Abstract
Purpose:
Post-vitrectomized patients with neovascular age-related macular degeneration (NVAMD) have been noted to have a reduced response to anti-vascular endothelial growth (anti-VEGF) injections. We describe a clinical approach to address this commonly encountered scenario.
Methods:
A retrospective review was performed of the clinical histories and multimodal imaging findings of previously vitrectomized patients who then were diagnosed with NVAMD and deemed to have inadequate response to monthly anti-VEGF injections based on fundoscopy and optical coherence tomography (OCT).
Results:
3 eyes of 3 female patients (aged 63, 67 and 79 years old) were previously vitrectomized for repair of macular hole or macular pucker and subsequently diagnosed with NVAMD, inadequately-controlled with monthly ranibizumab injections.
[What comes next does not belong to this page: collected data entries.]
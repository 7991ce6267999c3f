//! Skin-age assessment orchestration: remote analysis, deterministic fallback scoring, and the
//! session handoff consumed by the funnel pages.

pub mod config;
pub mod error;
pub mod telemetry;
pub mod workflows;
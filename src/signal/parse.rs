//! Best-effort interpretation of free-form model replies.
//!
//! The model is asked for a bare JSON object but routinely wraps it in code
//! fences or surrounds it with prose. Parsing never fails outright: every
//! reply ends up as a [`Recommendation`], falling back to HOLD when the text
//! cannot be understood.

use serde_json::{Map, Value};
use tracing::warn;

use crate::constants::decision::DEFAULT_LOT;

use super::types::{Action, Recommendation};

/// Result of the guarded parse.
#[derive(Clone, Debug, PartialEq)]
pub enum ParseOutcome {
    Parsed(Value),
    Failed(String),
}

/// Remove markdown code-fence markers.
pub fn strip_code_fences(raw: &str) -> String {
    raw.replace("```json", "").replace("```", "").trim().to_string()
}

/// Strict parse of the cleaned reply, then a retry on the outermost `{...}` span.
pub fn parse_reply(raw: &str) -> ParseOutcome {
    let cleaned = strip_code_fences(raw);

    let strict_err = match serde_json::from_str::<Value>(&cleaned) {
        Ok(value) => return ParseOutcome::Parsed(value),
        Err(e) => e,
    };

    if let Some(span) = object_span(&cleaned) {
        if span.len() < cleaned.len() {
            if let Ok(value) = serde_json::from_str::<Value>(span) {
                return ParseOutcome::Parsed(value);
            }
        }
    }

    ParseOutcome::Failed(strict_err.to_string())
}

fn object_span(text: &str) -> Option<&str> {
    let start = text.find('{')?;
    let end = text.rfind('}')?;
    (start < end).then(|| &text[start..=end])
}

/// Merge a parse outcome with the default-field rules.
pub fn normalize(outcome: ParseOutcome) -> Recommendation {
    let value = match outcome {
        ParseOutcome::Parsed(value) => value,
        ParseOutcome::Failed(err) => {
            warn!("JSON parse error: {}", err);
            return Recommendation::parse_failed();
        }
    };

    let fields = match value {
        Value::Object(fields) => fields,
        other => {
            warn!("Model reply is JSON but not an object: {}", other);
            return Recommendation::invalid_structure();
        }
    };

    let action = match fields.get("action") {
        None | Some(Value::Null) => {
            warn!("Model reply has no action field");
            return Recommendation::invalid_structure();
        }
        Some(Value::String(s)) => match s.parse::<Action>() {
            Ok(action) => action,
            Err(raw) => {
                warn!("Model reply has unrecognized action: {}", raw);
                return Recommendation::unrecognized_action(&raw);
            }
        },
        Some(other) => {
            warn!("Model reply has non-string action: {}", other);
            return Recommendation::unrecognized_action(&other.to_string());
        }
    };

    Recommendation {
        action,
        lot: lot_of(&fields),
        reason: reason_of(&fields),
    }
}

fn lot_of(fields: &Map<String, Value>) -> f64 {
    let lot = match fields.get("lot") {
        Some(Value::Number(n)) => n.as_f64(),
        Some(Value::String(s)) => s.trim().parse::<f64>().ok(),
        _ => None,
    };
    lot.filter(|l| l.is_finite()).unwrap_or(DEFAULT_LOT)
}

fn reason_of(fields: &Map<String, Value>) -> String {
    match fields.get("reason") {
        None | Some(Value::Null) => String::new(),
        Some(Value::String(s)) => s.clone(),
        Some(other) => other.to_string(),
    }
}

/// Full pipeline: fences, guarded parse, normalization.
pub fn interpret_reply(raw: &str) -> Recommendation {
    normalize(parse_reply(raw))
}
One patient achieved adequate response with ranibizumab every two weeks. All 3 patients responded to aflibercept (VEGF trap) injections with treatment intervals of 4-8 weeks. Best corrected visual acuity (BCVA) before transition to aflibercept treatment were 20/400, 20/70 and 20/40 and central subfoveal thickness (CST) was 618, 320 and 575 microns, respectively. After transitioning to aflibercept treatment, BCVA improved 3 +/- 1.7 lines (mean +/- standard deviation) to 20/150, 20/25 and 20/25, and CST decreased by 140 +/- 88 microns.
Conclusions:
NVAMD patients who have undergone previous vitrectomy are responsive to anti-VEGF agents, but have a shorter drug half-life in the vitreous cavity. These eyes may require more frequent injections or agents with higher affinity for vascular endothelial growth factor.